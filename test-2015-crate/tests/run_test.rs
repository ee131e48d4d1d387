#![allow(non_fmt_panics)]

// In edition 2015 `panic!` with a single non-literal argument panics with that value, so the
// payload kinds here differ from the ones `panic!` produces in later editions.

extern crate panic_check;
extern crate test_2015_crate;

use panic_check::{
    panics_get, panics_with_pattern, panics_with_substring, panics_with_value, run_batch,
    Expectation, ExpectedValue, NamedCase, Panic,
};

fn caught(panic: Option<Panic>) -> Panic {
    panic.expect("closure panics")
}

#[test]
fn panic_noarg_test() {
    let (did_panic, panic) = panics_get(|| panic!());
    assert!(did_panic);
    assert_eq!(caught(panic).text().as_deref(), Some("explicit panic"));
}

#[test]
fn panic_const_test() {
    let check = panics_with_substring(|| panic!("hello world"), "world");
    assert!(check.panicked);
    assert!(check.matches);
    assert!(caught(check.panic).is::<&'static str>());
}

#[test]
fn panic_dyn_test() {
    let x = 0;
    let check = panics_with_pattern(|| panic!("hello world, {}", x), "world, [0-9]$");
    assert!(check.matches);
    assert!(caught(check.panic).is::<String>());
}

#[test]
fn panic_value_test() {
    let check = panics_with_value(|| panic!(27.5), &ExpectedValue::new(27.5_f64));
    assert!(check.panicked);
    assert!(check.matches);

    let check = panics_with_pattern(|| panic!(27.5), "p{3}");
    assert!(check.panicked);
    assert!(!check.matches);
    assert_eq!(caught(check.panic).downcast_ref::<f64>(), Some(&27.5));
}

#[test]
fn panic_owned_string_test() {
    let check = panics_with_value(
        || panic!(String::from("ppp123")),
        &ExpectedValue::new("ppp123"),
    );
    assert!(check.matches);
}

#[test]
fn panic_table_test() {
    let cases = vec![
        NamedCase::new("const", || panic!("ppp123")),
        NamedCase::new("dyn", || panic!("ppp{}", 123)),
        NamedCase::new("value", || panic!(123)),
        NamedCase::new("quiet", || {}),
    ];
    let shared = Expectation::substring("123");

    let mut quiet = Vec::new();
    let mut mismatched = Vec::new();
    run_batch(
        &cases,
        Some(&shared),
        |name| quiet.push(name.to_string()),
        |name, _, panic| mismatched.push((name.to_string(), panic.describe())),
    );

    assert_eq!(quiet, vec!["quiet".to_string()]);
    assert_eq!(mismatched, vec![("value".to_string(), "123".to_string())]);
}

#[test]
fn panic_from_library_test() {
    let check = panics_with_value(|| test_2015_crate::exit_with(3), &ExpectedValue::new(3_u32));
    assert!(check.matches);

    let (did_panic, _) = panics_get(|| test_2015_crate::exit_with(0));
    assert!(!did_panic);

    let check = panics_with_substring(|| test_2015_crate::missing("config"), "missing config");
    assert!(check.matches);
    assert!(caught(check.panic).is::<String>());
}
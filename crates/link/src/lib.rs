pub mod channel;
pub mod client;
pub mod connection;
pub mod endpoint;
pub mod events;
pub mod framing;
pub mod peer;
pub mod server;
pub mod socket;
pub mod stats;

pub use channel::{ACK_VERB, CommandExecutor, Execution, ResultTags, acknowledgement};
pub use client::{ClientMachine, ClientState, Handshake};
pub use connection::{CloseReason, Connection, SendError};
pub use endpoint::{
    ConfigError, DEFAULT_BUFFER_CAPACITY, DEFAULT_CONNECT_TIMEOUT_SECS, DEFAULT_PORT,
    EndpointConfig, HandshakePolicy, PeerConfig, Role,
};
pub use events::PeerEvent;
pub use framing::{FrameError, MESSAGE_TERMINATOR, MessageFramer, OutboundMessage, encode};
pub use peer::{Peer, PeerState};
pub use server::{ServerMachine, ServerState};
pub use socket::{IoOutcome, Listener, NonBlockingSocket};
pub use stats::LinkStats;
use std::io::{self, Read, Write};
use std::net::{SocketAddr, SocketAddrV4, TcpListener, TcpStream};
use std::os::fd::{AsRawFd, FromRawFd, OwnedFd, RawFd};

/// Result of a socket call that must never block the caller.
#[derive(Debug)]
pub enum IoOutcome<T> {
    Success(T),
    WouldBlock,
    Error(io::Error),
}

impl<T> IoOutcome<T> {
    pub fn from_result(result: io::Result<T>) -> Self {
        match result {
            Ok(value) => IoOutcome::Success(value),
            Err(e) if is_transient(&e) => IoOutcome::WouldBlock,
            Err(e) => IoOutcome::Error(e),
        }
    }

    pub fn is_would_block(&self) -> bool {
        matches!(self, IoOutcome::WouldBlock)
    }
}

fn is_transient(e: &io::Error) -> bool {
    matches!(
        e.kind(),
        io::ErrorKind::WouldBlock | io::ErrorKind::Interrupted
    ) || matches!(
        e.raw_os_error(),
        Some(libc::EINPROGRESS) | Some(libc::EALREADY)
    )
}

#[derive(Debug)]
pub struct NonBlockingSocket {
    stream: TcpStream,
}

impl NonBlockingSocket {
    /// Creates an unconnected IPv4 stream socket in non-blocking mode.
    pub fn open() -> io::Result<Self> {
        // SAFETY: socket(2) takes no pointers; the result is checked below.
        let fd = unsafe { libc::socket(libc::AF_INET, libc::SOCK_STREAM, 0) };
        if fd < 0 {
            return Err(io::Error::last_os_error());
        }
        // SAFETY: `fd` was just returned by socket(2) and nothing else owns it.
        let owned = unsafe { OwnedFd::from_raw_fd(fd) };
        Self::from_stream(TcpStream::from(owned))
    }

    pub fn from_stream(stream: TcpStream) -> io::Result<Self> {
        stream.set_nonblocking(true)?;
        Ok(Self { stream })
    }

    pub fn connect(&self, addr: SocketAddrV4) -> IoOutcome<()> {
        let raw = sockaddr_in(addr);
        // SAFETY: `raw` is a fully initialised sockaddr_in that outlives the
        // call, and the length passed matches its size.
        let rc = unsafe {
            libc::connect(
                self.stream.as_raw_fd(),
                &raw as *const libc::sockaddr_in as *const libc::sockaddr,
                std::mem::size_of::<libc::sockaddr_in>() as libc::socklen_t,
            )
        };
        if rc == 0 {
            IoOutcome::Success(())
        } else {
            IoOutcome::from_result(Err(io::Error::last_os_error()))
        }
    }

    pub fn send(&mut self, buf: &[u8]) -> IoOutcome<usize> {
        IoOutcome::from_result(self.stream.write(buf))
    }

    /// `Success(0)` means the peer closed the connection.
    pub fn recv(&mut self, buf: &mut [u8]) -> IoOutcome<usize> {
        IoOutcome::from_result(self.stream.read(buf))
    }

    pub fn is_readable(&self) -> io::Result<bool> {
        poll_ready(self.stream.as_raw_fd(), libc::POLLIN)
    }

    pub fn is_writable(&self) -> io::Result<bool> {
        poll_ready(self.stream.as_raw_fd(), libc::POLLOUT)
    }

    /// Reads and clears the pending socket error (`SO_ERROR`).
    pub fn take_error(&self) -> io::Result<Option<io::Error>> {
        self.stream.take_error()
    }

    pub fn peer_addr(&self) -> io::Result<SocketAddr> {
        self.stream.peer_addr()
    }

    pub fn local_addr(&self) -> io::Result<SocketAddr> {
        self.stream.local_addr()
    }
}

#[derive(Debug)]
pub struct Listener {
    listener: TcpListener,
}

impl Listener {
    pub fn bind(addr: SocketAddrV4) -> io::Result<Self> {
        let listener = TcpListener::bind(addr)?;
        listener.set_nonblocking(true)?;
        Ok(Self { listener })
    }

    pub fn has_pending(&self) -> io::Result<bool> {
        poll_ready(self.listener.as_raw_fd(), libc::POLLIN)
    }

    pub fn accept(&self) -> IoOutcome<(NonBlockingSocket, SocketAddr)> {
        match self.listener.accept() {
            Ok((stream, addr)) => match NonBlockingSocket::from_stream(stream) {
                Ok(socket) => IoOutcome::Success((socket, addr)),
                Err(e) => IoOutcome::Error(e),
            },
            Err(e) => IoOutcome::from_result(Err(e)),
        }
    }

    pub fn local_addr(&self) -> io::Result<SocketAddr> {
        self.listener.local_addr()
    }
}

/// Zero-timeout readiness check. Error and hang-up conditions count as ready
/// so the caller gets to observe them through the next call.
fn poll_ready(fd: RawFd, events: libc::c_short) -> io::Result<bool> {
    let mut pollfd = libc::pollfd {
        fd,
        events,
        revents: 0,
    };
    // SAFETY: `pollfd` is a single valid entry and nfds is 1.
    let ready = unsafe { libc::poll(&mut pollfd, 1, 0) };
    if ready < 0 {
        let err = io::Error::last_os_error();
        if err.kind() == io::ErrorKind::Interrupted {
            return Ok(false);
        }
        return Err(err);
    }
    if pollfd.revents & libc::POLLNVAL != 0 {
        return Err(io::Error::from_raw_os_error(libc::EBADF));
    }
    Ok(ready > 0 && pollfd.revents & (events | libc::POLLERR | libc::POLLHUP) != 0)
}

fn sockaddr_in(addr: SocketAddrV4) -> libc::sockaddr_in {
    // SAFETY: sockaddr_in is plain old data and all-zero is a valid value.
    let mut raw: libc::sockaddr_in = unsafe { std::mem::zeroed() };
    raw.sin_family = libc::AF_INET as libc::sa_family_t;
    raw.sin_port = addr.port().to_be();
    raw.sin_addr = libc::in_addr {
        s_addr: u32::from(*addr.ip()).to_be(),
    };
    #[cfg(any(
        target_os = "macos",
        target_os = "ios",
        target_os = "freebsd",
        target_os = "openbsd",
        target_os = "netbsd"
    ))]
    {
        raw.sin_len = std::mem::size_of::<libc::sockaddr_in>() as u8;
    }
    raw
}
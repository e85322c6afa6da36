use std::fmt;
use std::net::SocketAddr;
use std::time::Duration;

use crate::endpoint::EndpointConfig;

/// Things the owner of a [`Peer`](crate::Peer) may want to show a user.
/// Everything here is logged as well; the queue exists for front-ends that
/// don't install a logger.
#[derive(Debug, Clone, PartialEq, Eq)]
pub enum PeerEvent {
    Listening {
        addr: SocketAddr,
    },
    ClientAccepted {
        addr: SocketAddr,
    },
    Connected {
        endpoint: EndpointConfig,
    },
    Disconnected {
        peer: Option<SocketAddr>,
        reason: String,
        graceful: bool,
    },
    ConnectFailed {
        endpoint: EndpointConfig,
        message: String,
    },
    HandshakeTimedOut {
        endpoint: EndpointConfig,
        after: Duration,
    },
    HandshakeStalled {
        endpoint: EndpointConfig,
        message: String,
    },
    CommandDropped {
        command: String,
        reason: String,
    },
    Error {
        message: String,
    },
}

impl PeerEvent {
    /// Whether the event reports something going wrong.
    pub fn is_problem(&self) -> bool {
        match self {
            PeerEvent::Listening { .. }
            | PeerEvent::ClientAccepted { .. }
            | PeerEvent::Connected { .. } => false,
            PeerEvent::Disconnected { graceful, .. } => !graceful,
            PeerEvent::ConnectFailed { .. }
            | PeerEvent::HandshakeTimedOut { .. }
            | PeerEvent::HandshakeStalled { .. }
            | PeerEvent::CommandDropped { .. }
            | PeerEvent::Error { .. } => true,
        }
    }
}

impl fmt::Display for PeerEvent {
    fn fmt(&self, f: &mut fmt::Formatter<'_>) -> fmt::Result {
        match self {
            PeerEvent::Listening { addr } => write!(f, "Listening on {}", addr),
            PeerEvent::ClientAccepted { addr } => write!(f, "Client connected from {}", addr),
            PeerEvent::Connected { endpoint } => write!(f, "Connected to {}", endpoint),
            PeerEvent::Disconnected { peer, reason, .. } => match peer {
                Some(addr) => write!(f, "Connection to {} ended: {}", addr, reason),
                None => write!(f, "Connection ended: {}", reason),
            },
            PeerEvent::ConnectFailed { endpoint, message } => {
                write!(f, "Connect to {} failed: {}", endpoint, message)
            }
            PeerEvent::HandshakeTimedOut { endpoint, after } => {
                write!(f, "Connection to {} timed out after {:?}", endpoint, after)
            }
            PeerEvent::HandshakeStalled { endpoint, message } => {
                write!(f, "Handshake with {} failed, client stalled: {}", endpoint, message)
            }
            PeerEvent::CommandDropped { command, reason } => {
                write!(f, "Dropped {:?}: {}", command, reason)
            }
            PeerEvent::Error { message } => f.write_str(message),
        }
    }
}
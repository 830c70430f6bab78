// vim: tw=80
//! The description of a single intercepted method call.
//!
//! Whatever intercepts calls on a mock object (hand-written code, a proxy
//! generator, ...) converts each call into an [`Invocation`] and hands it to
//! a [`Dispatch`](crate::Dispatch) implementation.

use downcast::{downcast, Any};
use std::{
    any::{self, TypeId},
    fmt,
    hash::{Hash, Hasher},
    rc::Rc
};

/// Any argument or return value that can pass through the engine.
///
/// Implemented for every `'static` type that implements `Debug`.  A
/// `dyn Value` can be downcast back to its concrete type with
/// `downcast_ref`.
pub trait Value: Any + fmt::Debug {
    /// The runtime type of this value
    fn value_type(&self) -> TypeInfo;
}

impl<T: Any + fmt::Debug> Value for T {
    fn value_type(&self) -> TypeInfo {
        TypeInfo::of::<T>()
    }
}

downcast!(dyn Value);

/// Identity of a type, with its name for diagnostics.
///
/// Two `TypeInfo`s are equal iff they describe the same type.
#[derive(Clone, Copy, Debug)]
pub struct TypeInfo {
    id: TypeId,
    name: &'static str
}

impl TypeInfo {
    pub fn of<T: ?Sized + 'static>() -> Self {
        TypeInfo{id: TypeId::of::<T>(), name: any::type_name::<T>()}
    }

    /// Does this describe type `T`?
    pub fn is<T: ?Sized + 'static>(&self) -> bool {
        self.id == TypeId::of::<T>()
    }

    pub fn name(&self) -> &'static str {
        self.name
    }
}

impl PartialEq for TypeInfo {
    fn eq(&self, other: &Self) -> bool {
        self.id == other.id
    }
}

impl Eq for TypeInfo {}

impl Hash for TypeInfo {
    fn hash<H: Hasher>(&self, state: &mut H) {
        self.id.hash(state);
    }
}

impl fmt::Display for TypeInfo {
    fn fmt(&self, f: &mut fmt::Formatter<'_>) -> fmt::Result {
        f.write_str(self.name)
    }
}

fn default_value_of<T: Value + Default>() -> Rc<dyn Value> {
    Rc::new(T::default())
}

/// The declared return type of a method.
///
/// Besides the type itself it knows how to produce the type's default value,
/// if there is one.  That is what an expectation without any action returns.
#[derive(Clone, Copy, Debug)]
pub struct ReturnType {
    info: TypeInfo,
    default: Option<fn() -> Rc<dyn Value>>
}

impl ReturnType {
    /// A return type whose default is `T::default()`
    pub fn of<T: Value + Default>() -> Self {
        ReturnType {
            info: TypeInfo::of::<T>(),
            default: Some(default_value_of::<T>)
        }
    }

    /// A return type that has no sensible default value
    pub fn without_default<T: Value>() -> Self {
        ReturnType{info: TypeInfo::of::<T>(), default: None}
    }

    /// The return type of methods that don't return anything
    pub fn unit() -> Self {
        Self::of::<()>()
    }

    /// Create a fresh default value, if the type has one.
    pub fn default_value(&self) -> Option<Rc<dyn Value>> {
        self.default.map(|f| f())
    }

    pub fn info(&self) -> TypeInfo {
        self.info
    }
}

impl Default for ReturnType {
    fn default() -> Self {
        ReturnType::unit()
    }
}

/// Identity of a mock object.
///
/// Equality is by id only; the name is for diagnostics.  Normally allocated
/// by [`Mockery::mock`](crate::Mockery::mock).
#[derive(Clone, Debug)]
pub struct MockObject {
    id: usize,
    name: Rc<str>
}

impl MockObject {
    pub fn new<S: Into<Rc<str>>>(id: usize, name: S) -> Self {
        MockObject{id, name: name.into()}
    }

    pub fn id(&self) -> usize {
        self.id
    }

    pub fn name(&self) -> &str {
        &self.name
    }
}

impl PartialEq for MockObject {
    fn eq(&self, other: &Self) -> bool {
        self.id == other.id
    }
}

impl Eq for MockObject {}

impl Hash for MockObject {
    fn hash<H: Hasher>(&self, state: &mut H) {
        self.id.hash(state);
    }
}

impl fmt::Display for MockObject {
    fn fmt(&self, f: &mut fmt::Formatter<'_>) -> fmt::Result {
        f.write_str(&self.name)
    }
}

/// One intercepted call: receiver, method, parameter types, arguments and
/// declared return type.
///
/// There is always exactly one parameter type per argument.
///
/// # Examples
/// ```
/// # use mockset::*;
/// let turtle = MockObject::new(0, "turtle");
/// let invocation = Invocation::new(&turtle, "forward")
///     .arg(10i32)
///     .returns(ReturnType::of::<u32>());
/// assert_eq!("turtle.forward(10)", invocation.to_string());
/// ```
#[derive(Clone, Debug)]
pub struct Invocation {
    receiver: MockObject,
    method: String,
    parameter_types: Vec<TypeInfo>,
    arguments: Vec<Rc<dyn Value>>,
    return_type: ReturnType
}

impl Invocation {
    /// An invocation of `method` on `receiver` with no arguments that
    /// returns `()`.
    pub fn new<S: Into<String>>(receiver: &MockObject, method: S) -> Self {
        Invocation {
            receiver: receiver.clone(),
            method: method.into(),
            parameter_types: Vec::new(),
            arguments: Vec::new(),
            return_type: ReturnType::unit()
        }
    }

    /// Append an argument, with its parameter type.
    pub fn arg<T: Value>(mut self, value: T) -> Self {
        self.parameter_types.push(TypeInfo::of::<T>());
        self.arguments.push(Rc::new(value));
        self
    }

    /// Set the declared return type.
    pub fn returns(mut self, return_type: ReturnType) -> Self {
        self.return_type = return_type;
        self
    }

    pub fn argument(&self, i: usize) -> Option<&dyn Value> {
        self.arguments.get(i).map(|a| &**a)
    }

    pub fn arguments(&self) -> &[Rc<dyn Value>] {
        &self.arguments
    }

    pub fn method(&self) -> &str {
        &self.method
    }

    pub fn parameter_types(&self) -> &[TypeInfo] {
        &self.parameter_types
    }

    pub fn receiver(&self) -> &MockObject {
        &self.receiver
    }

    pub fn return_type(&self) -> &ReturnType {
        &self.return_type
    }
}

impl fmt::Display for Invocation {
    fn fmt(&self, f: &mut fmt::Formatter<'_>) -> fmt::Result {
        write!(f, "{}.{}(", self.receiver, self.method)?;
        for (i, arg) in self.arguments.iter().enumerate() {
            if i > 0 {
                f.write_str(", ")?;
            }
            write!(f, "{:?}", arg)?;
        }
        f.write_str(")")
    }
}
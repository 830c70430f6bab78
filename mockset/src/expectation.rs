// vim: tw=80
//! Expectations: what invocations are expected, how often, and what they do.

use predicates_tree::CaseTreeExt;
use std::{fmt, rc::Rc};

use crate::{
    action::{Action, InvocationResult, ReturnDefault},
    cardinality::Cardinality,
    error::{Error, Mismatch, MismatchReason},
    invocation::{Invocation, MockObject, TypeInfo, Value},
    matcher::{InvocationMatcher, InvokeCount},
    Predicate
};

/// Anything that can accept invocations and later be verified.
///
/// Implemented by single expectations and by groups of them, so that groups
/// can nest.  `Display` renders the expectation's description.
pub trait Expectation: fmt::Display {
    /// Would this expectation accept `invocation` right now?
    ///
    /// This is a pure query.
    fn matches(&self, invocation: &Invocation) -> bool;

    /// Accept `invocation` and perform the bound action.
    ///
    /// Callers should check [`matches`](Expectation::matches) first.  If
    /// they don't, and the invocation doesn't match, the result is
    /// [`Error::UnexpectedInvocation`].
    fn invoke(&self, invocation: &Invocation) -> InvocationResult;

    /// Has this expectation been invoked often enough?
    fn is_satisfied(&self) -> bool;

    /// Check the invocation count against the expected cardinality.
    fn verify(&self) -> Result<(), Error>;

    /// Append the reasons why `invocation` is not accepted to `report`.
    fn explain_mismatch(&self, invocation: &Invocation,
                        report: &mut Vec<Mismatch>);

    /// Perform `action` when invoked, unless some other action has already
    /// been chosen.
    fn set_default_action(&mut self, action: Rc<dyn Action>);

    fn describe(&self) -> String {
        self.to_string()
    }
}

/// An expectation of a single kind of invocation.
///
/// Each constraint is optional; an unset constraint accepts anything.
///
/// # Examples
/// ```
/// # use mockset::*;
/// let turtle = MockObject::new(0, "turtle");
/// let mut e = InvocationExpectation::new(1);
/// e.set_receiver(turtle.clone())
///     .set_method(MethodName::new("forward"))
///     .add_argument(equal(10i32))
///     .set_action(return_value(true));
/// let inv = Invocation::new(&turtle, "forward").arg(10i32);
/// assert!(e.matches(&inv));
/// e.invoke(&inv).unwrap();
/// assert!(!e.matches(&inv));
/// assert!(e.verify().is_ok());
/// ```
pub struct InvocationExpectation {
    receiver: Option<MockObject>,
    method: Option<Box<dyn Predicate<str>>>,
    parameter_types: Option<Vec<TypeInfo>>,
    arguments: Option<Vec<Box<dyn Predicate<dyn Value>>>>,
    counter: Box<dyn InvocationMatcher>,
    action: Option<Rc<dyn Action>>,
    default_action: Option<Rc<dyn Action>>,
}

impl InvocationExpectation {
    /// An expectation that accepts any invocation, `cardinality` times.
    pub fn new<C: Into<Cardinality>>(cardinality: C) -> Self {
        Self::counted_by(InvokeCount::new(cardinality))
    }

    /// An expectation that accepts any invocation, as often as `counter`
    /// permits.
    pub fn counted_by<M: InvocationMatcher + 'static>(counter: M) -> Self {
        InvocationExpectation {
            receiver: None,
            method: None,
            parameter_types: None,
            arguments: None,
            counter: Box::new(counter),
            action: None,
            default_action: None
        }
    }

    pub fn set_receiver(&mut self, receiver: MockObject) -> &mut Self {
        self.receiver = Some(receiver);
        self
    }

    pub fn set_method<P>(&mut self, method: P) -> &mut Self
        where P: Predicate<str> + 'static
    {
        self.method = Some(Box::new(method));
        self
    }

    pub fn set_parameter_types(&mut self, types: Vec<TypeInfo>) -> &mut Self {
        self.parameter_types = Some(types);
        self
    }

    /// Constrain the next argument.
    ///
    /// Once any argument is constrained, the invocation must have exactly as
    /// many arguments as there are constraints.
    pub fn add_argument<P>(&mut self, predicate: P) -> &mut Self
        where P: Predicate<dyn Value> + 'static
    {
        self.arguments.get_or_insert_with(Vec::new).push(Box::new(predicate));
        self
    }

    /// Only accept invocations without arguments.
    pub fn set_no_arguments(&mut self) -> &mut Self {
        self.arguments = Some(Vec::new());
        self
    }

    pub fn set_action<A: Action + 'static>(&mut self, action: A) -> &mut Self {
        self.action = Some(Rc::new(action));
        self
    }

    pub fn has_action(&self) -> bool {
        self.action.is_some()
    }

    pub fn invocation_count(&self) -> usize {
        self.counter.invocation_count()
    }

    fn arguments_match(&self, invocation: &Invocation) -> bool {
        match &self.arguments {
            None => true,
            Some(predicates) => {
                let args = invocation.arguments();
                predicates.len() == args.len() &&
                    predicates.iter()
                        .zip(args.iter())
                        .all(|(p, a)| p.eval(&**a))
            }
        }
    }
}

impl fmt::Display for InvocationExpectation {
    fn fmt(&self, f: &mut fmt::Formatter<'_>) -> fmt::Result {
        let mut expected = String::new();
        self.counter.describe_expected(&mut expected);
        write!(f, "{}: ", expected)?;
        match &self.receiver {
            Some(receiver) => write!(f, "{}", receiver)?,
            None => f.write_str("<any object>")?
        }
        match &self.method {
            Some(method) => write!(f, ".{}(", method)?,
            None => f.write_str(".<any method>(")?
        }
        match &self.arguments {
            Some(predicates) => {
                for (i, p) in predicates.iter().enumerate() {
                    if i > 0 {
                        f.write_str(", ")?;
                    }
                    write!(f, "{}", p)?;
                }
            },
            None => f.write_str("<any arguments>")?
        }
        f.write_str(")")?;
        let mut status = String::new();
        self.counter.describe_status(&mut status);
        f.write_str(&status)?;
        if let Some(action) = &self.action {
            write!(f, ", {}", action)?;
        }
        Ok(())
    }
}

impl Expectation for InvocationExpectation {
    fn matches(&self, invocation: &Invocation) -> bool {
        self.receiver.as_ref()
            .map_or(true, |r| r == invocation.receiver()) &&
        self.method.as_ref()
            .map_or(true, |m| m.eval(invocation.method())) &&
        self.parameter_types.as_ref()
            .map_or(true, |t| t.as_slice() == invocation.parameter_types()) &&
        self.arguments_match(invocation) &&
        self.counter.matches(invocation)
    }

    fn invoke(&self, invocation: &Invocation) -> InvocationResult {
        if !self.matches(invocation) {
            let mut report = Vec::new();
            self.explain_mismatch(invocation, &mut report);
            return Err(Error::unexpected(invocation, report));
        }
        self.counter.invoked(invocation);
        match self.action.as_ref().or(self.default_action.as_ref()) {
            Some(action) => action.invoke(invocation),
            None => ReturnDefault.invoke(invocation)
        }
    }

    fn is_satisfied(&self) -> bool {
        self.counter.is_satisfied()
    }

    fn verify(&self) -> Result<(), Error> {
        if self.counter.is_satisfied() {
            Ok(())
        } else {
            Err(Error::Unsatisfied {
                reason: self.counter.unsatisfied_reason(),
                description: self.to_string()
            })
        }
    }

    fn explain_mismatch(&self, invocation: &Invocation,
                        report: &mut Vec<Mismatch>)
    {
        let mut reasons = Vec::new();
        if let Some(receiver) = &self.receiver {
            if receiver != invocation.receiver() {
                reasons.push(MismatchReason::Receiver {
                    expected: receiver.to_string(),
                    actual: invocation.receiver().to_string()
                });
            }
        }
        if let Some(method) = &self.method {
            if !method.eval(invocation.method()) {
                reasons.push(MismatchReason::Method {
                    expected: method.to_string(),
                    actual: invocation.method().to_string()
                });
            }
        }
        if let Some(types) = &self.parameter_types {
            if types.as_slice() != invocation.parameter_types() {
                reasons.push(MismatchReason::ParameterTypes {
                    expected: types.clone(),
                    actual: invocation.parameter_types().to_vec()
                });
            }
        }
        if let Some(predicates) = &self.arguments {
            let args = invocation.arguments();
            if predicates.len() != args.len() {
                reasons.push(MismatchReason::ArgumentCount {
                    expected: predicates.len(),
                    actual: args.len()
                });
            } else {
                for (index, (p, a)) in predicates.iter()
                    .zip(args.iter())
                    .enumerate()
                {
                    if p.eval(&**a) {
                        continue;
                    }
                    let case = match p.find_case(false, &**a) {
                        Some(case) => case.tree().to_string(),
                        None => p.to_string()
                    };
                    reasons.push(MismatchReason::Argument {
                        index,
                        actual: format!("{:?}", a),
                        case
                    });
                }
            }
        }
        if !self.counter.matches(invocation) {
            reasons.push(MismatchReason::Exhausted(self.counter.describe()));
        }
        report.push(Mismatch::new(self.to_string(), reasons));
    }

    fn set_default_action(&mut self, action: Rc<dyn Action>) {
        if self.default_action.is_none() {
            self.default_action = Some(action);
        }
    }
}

**Work required**
All lines in the records that contain "where" are to be copied and returned.

**Task solution**
        where P: Predicate<str> + 'static
        where P: Predicate<dyn Value> + 'static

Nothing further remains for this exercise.